I did want to say a couple more things, though -- and then leave the topic alone:
It's interesting that someone actually DID mention something I touched upon regarding the delicate nature of the HIV virus when it is not in a host body. But the post in question is technically incorrect to state that "you will NOT get HIV." It is impossible to say this for certain. Yet this is also something I didn't want to get into -- it starts getting massively complex to painstakingly point out all the factors involved which contribute to how long HIV does or does not survive outside the body and when, exactly, its infectiousness is no longer a concern. So rather than bother with all of that, we can disprove this statement quickly and easily by saying that eating cum off the floor or from any surface where it has been deposited IS a risk for HIV transmission simply because we can NEVER know just how long it has been there. Video stores are active places. Men cum on the floors every couple minutes. Someone could shoot a load, leave a booth, and within ten seconds someone else could enter that booth and then subsequently eat that cum. Or it might be sitting there in liquid form for an hour. There is no way to know.
So please, let's not get into absolutes here when no absolutes exist.
Also, urine is STERILE when it comes from a healthy individual. There aren't any bacteria present in healthy urine which can cause illness. Drinking piss from the tap, assuming (and that's a very big word) that your partner is free of disease, is a very low-risk activity. Lapping up urine from a public toilet bowl, however, is not a good idea.
I'll agree with GuyTopeka in that this behavior is ultimately going to lead to a very unpleasant afternoon spent stranded within the confines of the nearest restroom, probably shitting and puking your brains (!?) out.
But I still think that mostly this disgusting habit is, unfortunately, fairly "safe" overall. The fact that semen makes a fabulous culture medium remains independent of WHAT is actually cultured ON IT.

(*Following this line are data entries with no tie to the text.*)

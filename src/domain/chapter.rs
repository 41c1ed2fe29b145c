//! Chapter feed types crossing the backend bridge.

use serde::{Deserialize, Serialize};
use ts_rs::TS;

use super::pagination::Pager;

/// Scanlation group credited on a chapter.
#[derive(Debug, Clone, PartialEq, Eq, Serialize, Deserialize, TS)]
#[serde(rename_all = "camelCase")]
#[ts(export)]
pub struct ScanGroup {
    pub id: String,
    pub name: String,
}

/// One downloadable chapter row.
#[derive(Debug, Clone, PartialEq, Eq, Serialize, Deserialize, TS)]
#[serde(rename_all = "camelCase")]
#[ts(export)]
pub struct Chapter {
    pub id: String,
    /// Chapter number as the source lists it ("10", "10.5", "Oneshot").
    pub chapter: String,
    pub volume: Option<String>,
    pub title: Option<String>,
    pub scan_group: Option<ScanGroup>,
    /// Page image count.
    pub pages: u32,
}

/// One page of a title's chapter feed plus its pagination envelope.
///
/// `limit` and `offset` echo the request; `total` counts every chapter
/// the feed holds, not just the returned slice.
#[derive(Debug, Clone, PartialEq, Eq, Serialize, Deserialize, TS)]
#[serde(rename_all = "camelCase")]
#[ts(export)]
pub struct ChapterFeed {
    pub chapters: Vec<Chapter>,
    pub limit: u32,
    pub offset: u32,
    pub total: u32,
}

impl ChapterFeed {
    /// Pager for the navigation strip under the chapter list.
    pub fn pager(&self) -> Pager {
        Pager::new(self.total, self.limit, self.offset)
    }
}

/// Parameters for one chapter feed request.
#[derive(Debug, Clone, PartialEq, Eq, Serialize, Deserialize, TS)]
#[serde(rename_all = "camelCase")]
#[ts(export)]
pub struct ChapterQuery {
    pub manga_id: String,
    /// Translation language filter, e.g. "en".
    pub lang: String,
    pub limit: u32,
    pub offset: u32,
}

impl ChapterQuery {
    /// Query for the first feed page of a title.
    pub fn first_page(manga_id: impl Into<String>, lang: impl Into<String>, limit: u32) -> Self {
        Self {
            manga_id: manga_id.into(),
            lang: lang.into(),
            limit,
            offset: 0,
        }
    }

    /// Same query pointed at another offset.
    pub fn at_offset(&self, offset: u32) -> Self {
        Self { offset, ..self.clone() }
    }
}

/// Chapter ids queued for download, in the order the user picked them.
#[derive(Debug, Clone, PartialEq, Eq, Serialize, Deserialize, TS)]
#[serde(rename_all = "camelCase")]
#[ts(export)]
pub struct DownloadRequest {
    pub chapter_ids: Vec<String>,
}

The bacterial "menace" is all around us. Touch ANYTHING near you and you are touching bacteria. Most of it is nothing to fear -- we are well immune to everyday bacteria -- and much of it is actually beneficial to our survival as a species. However, there ARE lots of nasties out there which can make you sick, albeit it is unlikely that any bacterial illness is going to be long-lasting or cause permanent damage. You can effectively culture bacteria taken from ANY surface -- but it takes a while to start them growing at a seriously exponential rate. Semen dries in a very short time and loses most of its properties which make it a great culture medium quickly. We're not about to see mutant strains of bacteria being created in bookstores anytime soon. And a simple proliferation of bacteria which exist naturally in our environment is not going to be (most of the time) enough to make a difference as to whether or not you get sick or sicker or fall ill at all.
But YES, you CAN get sick from licking floors and walls, etc. You can also get sick from touching money and then touching your mouth. You can also get sick from touching the doors to restrooms and video booths and then touching your mouth (or face). We ALL do this sort of thing ALL the time and we don't even realize it (exceptions made for some of the OCD folks out there).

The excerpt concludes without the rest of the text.